A unique set of 6 polar adsorptives of relatively large dipole moment and of increasing kinetic diameter were used to probe pore volumes available and their mechanism of adsorption on a well-characterised microporous carbon. Multiple adsorption isotherm measurements were made and repeatable results with relatively small standard deviations in amount adsorbed at low relative pressures were obtained. Inconsistencies were observed between calculated Gurvitsch volumes. Sources of these were analysed and identified as contributions from one or more of: (a) molecular sieve effects; (b) molecular packing effects, and; (c) 2D molecular structure formation due to hydrogen bonding. These inconsistencies were further studied by comparison with pore volumes derived via the Dubinin-Radushkevich (DR) equation. Qualitative analyses of the micropore filling processes were proposed, and substantiated by complementary DR analyses. Although most of the isotherms showed Type I character, recasting the relative pressure axis in logarithmic format highlighted clear differences as contributions from fluid-fluid and fluid-solid interactions during pore filling.

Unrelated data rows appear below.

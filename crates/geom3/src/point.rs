//! Absolute 3D position (`Point3D`).
//!
//! Points have no length or direction; the relational operation between two
//! points is distance. Exactness and undefined rules match `Vector3D`.

use std::fmt;
use std::hash::{Hash, Hasher};
use std::ops::{Add, Neg, Sub};

use serde::{Deserialize, Serialize};

use crate::error::GeometryError;
use crate::hash::mix;
use crate::vector::Vector3D;

/// Immutable point in R³.
#[derive(Clone, Copy, Debug, Default, PartialEq, Serialize, Deserialize)]
pub struct Point3D {
    #[serde(rename = "X")]
    x: f64,
    #[serde(rename = "Y")]
    y: f64,
    #[serde(rename = "Z")]
    z: f64,
}

impl Point3D {
    pub const ORIGIN: Point3D = Point3D::new(0.0, 0.0, 0.0);

    #[inline]
    pub const fn new(x: f64, y: f64, z: f64) -> Self {
        Self { x, y, z }
    }

    /// Build from `[x, y, z]`; any other length is an invalid argument.
    pub fn from_slice(values: &[f64]) -> Result<Self, GeometryError> {
        match *values {
            [x, y, z] => Ok(Self::new(x, y, z)),
            _ => Err(GeometryError::bad_length("values", 3, values.len())),
        }
    }

    #[inline]
    pub const fn x(&self) -> f64 {
        self.x
    }
    #[inline]
    pub const fn y(&self) -> f64 {
        self.y
    }
    #[inline]
    pub const fn z(&self) -> f64 {
        self.z
    }

    #[inline]
    pub fn to_array(self) -> [f64; 3] {
        [self.x, self.y, self.z]
    }

    /// Same coordinates, read as a direction from the origin.
    #[inline]
    pub fn to_vector(self) -> Vector3D {
        Vector3D::new(self.x, self.y, self.z)
    }

    #[inline]
    pub fn is_undefined(&self) -> bool {
        !(self.x.is_finite() && self.y.is_finite() && self.z.is_finite())
    }

    /// Squared euclidean distance (no square root).
    pub fn squared_distance_between(a: &Self, b: &Self) -> f64 {
        let dx = a.x - b.x;
        let dy = a.y - b.y;
        let dz = a.z - b.z;
        dx * dx + dy * dy + dz * dz
    }

    #[inline]
    pub fn distance_between(a: &Self, b: &Self) -> f64 {
        Self::squared_distance_between(a, b).sqrt()
    }

    #[inline]
    pub fn squared_distance_to(&self, other: &Self) -> f64 {
        Self::squared_distance_between(self, other)
    }

    #[inline]
    pub fn distance_to(&self, other: &Self) -> f64 {
        Self::distance_between(self, other)
    }

    /// Arithmetic mean of `points`; `None` for an empty slice.
    pub fn centroid(points: &[Point3D]) -> Option<Point3D> {
        if points.is_empty() {
            return None;
        }
        let n = points.len() as f64;
        let sum = points
            .iter()
            .fold(Vector3D::ZERO, |acc, p| acc + p.to_vector());
        Some(Point3D::ORIGIN + sum / n)
    }

    /// Exact hash, same mixing scheme as [`Vector3D::hash_code`].
    #[inline]
    pub fn hash_code(&self) -> i32 {
        mix(&[self.x, self.y, self.z])
    }
}

impl Hash for Point3D {
    fn hash<H: Hasher>(&self, state: &mut H) {
        state.write_i32(self.hash_code());
    }
}

impl From<Point3D> for Vector3D {
    #[inline]
    fn from(p: Point3D) -> Self {
        p.to_vector()
    }
}

impl From<[f64; 3]> for Point3D {
    #[inline]
    fn from([x, y, z]: [f64; 3]) -> Self {
        Self::new(x, y, z)
    }
}

impl TryFrom<&[f64]> for Point3D {
    type Error = GeometryError;
    fn try_from(values: &[f64]) -> Result<Self, Self::Error> {
        Self::from_slice(values)
    }
}

impl From<nalgebra::Point3<f64>> for Point3D {
    #[inline]
    fn from(p: nalgebra::Point3<f64>) -> Self {
        Self::new(p.x, p.y, p.z)
    }
}

impl From<Point3D> for nalgebra::Point3<f64> {
    #[inline]
    fn from(p: Point3D) -> Self {
        nalgebra::Point3::new(p.x, p.y, p.z)
    }
}

impl fmt::Display for Point3D {
    fn fmt(&self, f: &mut fmt::Formatter<'_>) -> fmt::Result {
        write!(f, "[{:6.3} {:6.3} {:6.3}]", self.x, self.y, self.z)
    }
}

/// Mirror through the origin.
impl Neg for Point3D {
    type Output = Point3D;
    #[inline]
    fn neg(self) -> Self::Output {
        Point3D::new(-self.x, -self.y, -self.z)
    }
}

impl Add<Vector3D> for Point3D {
    type Output = Point3D;
    #[inline]
    fn add(self, v: Vector3D) -> Self::Output {
        Point3D::new(self.x + v.x(), self.y + v.y(), self.z + v.z())
    }
}

/// Component-wise sum of two points (not a geometric operation, but convenient).
impl Add for Point3D {
    type Output = Point3D;
    #[inline]
    fn add(self, rhs: Point3D) -> Self::Output {
        Point3D::new(self.x + rhs.x, self.y + rhs.y, self.z + rhs.z)
    }
}

impl Sub<Vector3D> for Point3D {
    type Output = Point3D;
    #[inline]
    fn sub(self, v: Vector3D) -> Self::Output {
        Point3D::new(self.x - v.x(), self.y - v.y(), self.z - v.z())
    }
}

/// Component-wise difference; yields a point, not a vector.
impl Sub for Point3D {
    type Output = Point3D;
    #[inline]
    fn sub(self, rhs: Point3D) -> Self::Output {
        Point3D::new(self.x - rhs.x, self.y - rhs.y, self.z - rhs.z)
    }
}

#[cfg(test)]
mod tests {
    use super::*;

    #[test]
    fn array_constructor_checks_length() {
        let p = Point3D::from_slice(&[1.0, 2.0, 3.0]).unwrap();
        assert_eq!(p, Point3D::new(1.0, 2.0, 3.0));
        for bad in [&[][..], &[1.0, 2.0][..], &[1.0, 2.0, 3.0, 4.0][..]] {
            match Point3D::try_from(bad) {
                Err(GeometryError::InvalidArgument { name, reason }) => {
                    assert_eq!(name, "values");
                    assert!(reason.contains(&bad.len().to_string()), "{reason}");
                }
                other => panic!("expected InvalidArgument, got {other:?}"),
            }
        }
    }

    #[test]
    fn distance_is_symmetric() {
        let a = Point3D::new(1.0, 2.0, 3.0);
        let b = Point3D::new(4.0, 6.0, 3.0);
        assert_eq!(Point3D::squared_distance_between(&a, &b), 25.0);
        assert_eq!(a.squared_distance_to(&b), b.squared_distance_to(&a));
        assert_eq!(a.distance_to(&b), 5.0);
        assert_eq!(Point3D::distance_between(&b, &a), 5.0);
        assert_eq!(a.distance_to(&a), 0.0);
    }

    #[test]
    fn operators() {
        let p = Point3D::new(1.0, 2.0, 3.0);
        let q = Point3D::new(0.5, -1.0, 2.0);
        let v = Vector3D::new(1.0, 1.0, 1.0);
        assert_eq!(p + v, Point3D::new(2.0, 3.0, 4.0));
        assert_eq!(p - v, Point3D::new(0.0, 1.0, 2.0));
        assert_eq!(p + q, Point3D::new(1.5, 1.0, 5.0));
        assert_eq!(p - q, Point3D::new(0.5, 3.0, 1.0));
        assert_eq!(-p, Point3D::new(-1.0, -2.0, -3.0));
        assert_eq!(-(-p), p);
    }

    #[test]
    fn converts_to_vector_keeping_coordinates() {
        let p = Point3D::new(1.5, -2.0, 3.25);
        let v: Vector3D = p.into();
        assert_eq!(v, Vector3D::new(1.5, -2.0, 3.25));
        assert_eq!(p.to_vector(), v);
    }

    #[test]
    fn undefined_detection() {
        assert!(!Point3D::new(1.0, 2.0, 3.0).is_undefined());
        assert!(Point3D::new(f64::NAN, 0.0, 0.0).is_undefined());
        assert!(Point3D::new(0.0, f64::NEG_INFINITY, 0.0).is_undefined());
        assert!(Point3D::new(0.0, 0.0, f64::INFINITY).is_undefined());
        assert!(!Point3D::new(f64::MAX, f64::MIN, 0.0).is_undefined());
    }

    #[test]
    fn exact_equality_and_hash() {
        let a = Point3D::new(1.0, 2.0, 3.0);
        let b = Point3D::new(1.0, 2.0, 3.0);
        let c = Point3D::new(1.0, 2.0, 3.0 + 1e-12);
        assert_eq!(a, b);
        assert_eq!(a.hash_code(), b.hash_code());
        assert_ne!(a, c);
        assert_ne!(a.hash_code(), c.hash_code());
        assert_eq!(
            Point3D::new(0.0, -0.0, 0.0).hash_code(),
            Point3D::ORIGIN.hash_code()
        );
    }

    #[test]
    fn centroid_of_cube_corners() {
        let pts: Vec<Point3D> = (0..8)
            .map(|i| {
                Point3D::new(
                    (i & 1) as f64 * 2.0,
                    ((i >> 1) & 1) as f64 * 2.0,
                    ((i >> 2) & 1) as f64 * 2.0,
                )
            })
            .collect();
        let c = Point3D::centroid(&pts).unwrap();
        assert_eq!(c, Point3D::new(1.0, 1.0, 1.0));
        assert!(Point3D::centroid(&[]).is_none());
    }

    #[test]
    fn display_matches_vector_format() {
        let p = Point3D::new(1.0, -2.5, 3.14159);
        assert_eq!(p.to_string(), "[ 1.000 -2.500  3.142]");
    }

    #[test]
    fn nalgebra_roundtrip() {
        let p = Point3D::new(1.0, 2.0, 3.0);
        let q: nalgebra::Point3<f64> = p.into();
        assert_eq!(Point3D::from(q), p);
    }
}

Overall, the adsorptives were classified into three groups: (a) polar adsorptives with primarily specific interactions adsorbing as a condensation process over a relatively narrow relative pressure range in a medium and late pressure range (iso-PrOH, MeOH, 2-methyl, 2-butanol, H2O); (b) polar adsorptives with potential for non-specific interactions adsorbing as a condensation process over a relatively narrow pressure range in a medium pressure range (pyridine, iso-PrOH, 2-methyl, 2-butanol); and, (c) halogenated adsorptives adsorbing with an S-shaped uptake extending over a broad relative pressure (dichloromethane).